Thursday, August 30, 2018

More about Lenny

The big musical event of this summer was Leonard Bernstein's Centennial on August 25th, and The Villa-Lobos Magazine got into the act with my earlier post about his 1963 Young People's Concert: "The Latin American Spirit". There's great archival information about this concert, and so much more, at the Library of Congress's Leonard Bernstein Collection Online, including these 12 pages of Bernstein's hand-written notes.


As well, Bernstein compiled this list of Villa-Lobos's percussion instruments:


As far as I know, Bernstein in his entire career didn't program any Villa-Lobos pieces other than Bachianas Brasileiras no. 5, either in concert or in the recording studio. This is a shame; he would have been especially good, I think, conducting Bachianas Brasileiras no. 2, 7 and 8, or Uirapuru, such a big hit for Leopold Stokowski. More importantly, I would have liked to hear him conduct a fully-staged version of Villa-Lobos's 1948 musical Magdalena. No less an authority than Richard Rodgers said that Magdalena was 25 years ahead of its time, and saw its influence, eight years after its run on Broadway, in Leonard Bernstein's score for West Side Story.

Saturday, August 25, 2018

Lenny explains Villa-Lobos

For the Leonard Bernstein Centennial, a clip from his 1963 Young People's Concert: "The Latin American Spirit".



Here's the performance, by Nethania Davrath and 8 cellists from the New York Philharmonic.

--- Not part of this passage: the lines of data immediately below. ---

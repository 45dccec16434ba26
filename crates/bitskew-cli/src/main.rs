use anyhow::Result;
use clap::{Parser, Subcommand};
use std::path::PathBuf;
use tracing::info;
use tracing_subscriber::EnvFilter;

mod commands;
mod prompter;

#[derive(Parser)]
#[command(name = "bitskew")]
#[command(version)]
#[command(about = "XOR window search for bit-imbalanced file variations")]
struct Cli {
    #[command(subcommand)]
    command: Commands,
}

#[derive(Subcommand)]
enum Commands {
    /// Search a file for the XOR variation with the highest 0/1 imbalance
    Search {
        /// Input file to search
        input: PathBuf,
        /// Directory the variation subdirectory is created under
        #[arg(short, long, default_value = ".")]
        output: PathBuf,
        /// Window width in bytes (1-4)
        #[arg(long, default_value_t = 2)]
        width: usize,
        /// Offset step; set equal to the width for non-overlapping chunks
        #[arg(long, default_value_t = 1)]
        stride: usize,
        /// Try only the first N keys of each window
        #[arg(long)]
        limit_keys: Option<u64>,
        /// Print a JSON run summary on stdout
        #[arg(long)]
        json: bool,
    },
    /// Recover the original bytes from a stored variation
    Revert {
        /// Artifact file produced by `search`
        artifact: PathBuf,
        /// Directory the recovered file is written to
        #[arg(short, long, default_value = ".")]
        output: PathBuf,
        /// Output file name (defaults to a name derived from the artifact)
        #[arg(long)]
        name: Option<String>,
        /// Ask for the output file name on stdin
        #[arg(short, long)]
        interactive: bool,
    },
    /// Decode the metadata embedded in an artifact name
    Inspect {
        /// Artifact file or name
        artifact: PathBuf,
        /// Print the metadata as JSON
        #[arg(long)]
        json: bool,
    },
    /// Print the binary digit representation of a file
    Bits {
        /// File to dump
        file: PathBuf,
        /// Print at most N bytes
        #[arg(long, default_value_t = 512)]
        limit: usize,
    },
}

fn main() -> Result<()> {
    tracing_subscriber::fmt()
        .with_env_filter(
            EnvFilter::from_default_env()
                .add_directive("bitskew_core=info".parse()?)
                .add_directive("bitskew_cli=info".parse()?),
        )
        .init();

    let cli = Cli::parse();

    info!("bitskew {} starting", env!("CARGO_PKG_VERSION"));

    match cli.command {
        Commands::Search {
            input,
            output,
            width,
            stride,
            limit_keys,
            json,
        } => commands::search::run(&input, &output, width, stride, limit_keys, json),
        Commands::Revert {
            artifact,
            output,
            name,
            interactive,
        } => commands::revert::run(&artifact, &output, name.as_deref(), interactive),
        Commands::Inspect { artifact, json } => commands::inspect::run(&artifact, json),
        Commands::Bits { file, limit } => commands::bits::run(&file, limit),
    }
}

Thanks so much to Rodrigo Roderico for posting these!

Thursday, August 23, 2018

Villa-Lobos at Harvard


On February 21, 1945, the Boston Symphony Orchestra performed an all-Villa-Lobos concert at the Saunders Theatre at Harvard, under the direction of the composer himself. The audience was in for a treat: this was the first performance outside of Brazil of Bachianas Brasileiras no. 7, one of Villa's greatest works, and among the best-loved. I'm not sure why only the last two movements were performed; the entire work was played at the world premiere in Rio de Janeiro the previous March. The next work was an even bigger coup for the BSO and Harvard (take that, Yale!): it was a world premiere, of Choros no. 11, written in Rio de Janeiro in 1925.

After the intermission came the orchestral version of Rudepoema which Villa-Lobos had made in 1932 from the original piano piece, written in the period 1921-26, and dedicated to Arthur Rubinstein. This was the third performance; the first was in Rio in 1942, and the second in Los Angeles the previous November. I don't believe there have been too many performances of this odd work since then.

This is a concert that's high on the list I keep next to the controls of my time machine.

Via Boston Symphony Orchestra Digital Archive.